Q: How do security teams know if SoD controls are actually working?
A: SoD controls are working only if live access state matches the approved separation model across systems.
Practitioner guidance
- Build an SoD matrix for toxic combinations Document incompatible role, entitlement, and approval combinations across finance, HR, cloud, IAM, and PAM workflows, then validate the matrix against live access data.
- Review access for conflict patterns, not just overreach Look for identities that can create and approve the same transaction, provision and certify the same access, or deploy and validate the same change.
- Automate continuous SoD checks inside governance workflows Trigger conflict detection during provisioning, role change, emergency access, and certification events so violations are caught before approval closes.

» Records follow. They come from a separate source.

use luxport_context::FileSubset;
use luxport_scene::ShapeKind;
use serde::{Deserialize, Serialize};

use crate::error::ExportError;

/// Renderer backend the scene is exported for.
#[derive(Debug, Clone, Copy, Default, PartialEq, Eq, Serialize, Deserialize)]
#[serde(rename_all = "lowercase")]
pub enum Backend {
    /// Classic CPU renderer.
    #[default]
    Cpu,
    /// CPU sampling with GPU-accelerated intersection.
    Hybrid,
    /// Fully GPU renderer.
    Gpu,
}

impl Backend {
    /// Whether the backend can consume instanced primitives.
    ///
    /// GPU acceleration structures require every instance to carry its own geometry.
    pub fn supports_instancing(&self) -> bool {
        matches!(self, Self::Cpu)
    }

    pub fn renderer_name(&self) -> &'static str {
        match self {
            Self::Cpu => "sampler",
            Self::Hybrid => "hybrid",
            Self::Gpu => "slg",
        }
    }
}

/// Export-wide settings.
#[derive(Debug, Clone, PartialEq, Serialize, Deserialize)]
pub struct ExportSettings {
    pub backend: Backend,
    pub sampler: String,
    pub surface_integrator: String,
    pub volume_integrator: String,
    pub pixel_filter: String,
    pub accelerator: String,
    /// Shape kind for meshes that do not override it.
    pub default_shape: ShapeKind,
    /// Sample object and camera transforms one frame ahead.
    pub motion_blur: bool,
    /// Halt after this many samples per pixel; zero disables.
    pub halt_spp: u32,
    /// Halt after this many seconds; zero disables.
    pub halt_time: u32,
    /// Image written by the renderer, relative to the scene file.
    pub output_image: Option<String>,
    /// Film resolution replacing the scene's own, before the percentage scale.
    pub resolution: Option<(u32, u32)>,
    pub files: FileSubset,
}

impl Default for ExportSettings {
    fn default() -> Self {
        Self {
            backend: Backend::Cpu,
            sampler: "metropolis".into(),
            surface_integrator: "bidirectional".into(),
            volume_integrator: "multi".into(),
            pixel_filter: "mitchell".into(),
            accelerator: "qbvh".into(),
            default_shape: ShapeKind::NativeMesh,
            motion_blur: false,
            halt_spp: 0,
            halt_time: 0,
            output_image: None,
            resolution: None,
            files: FileSubset::default(),
        }
    }
}

impl ExportSettings {
    /// Reject render-engine/integrator combinations the renderer cannot run.
    pub fn validate(&self) -> Result<(), ExportError> {
        if self.backend != Backend::Cpu && self.surface_integrator != "path" {
            return Err(ExportError::IncompatibleSettings(format!(
                "{} backend requires the path integrator, got {}",
                self.backend.renderer_name(),
                self.surface_integrator
            )));
        }
        Ok(())
    }
}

What's in the full article
SecurEnds's full article covers the operational detail this post intentionally leaves for the source:
- Step-by-step SoD matrix construction for finance, HR, IAM, and PAM workflows
- Specific examples of conflicting permissions such as payment creation and approval
- Automated conflict detection and workflow-driven remediation patterns
- Audit and compliance reporting structures for regulated environments
👉 Read SecurEnds's analysis of segregation of duties fraud prevention →
Segregation of duties fraud prevention: where IAM controls fail?
Explore further
04/06/2026 7:00 pm
Segregation of duties is the governance assumption that one identity will not control an entire sensitive process. That assumption was designed for environments where approvals, execution, and review were separated by people and process, but it fails whenever a single user accumulates end-to-end authority. The implication is that SoD is not just a control list item, it is a structural constraint on how accountability is assigned.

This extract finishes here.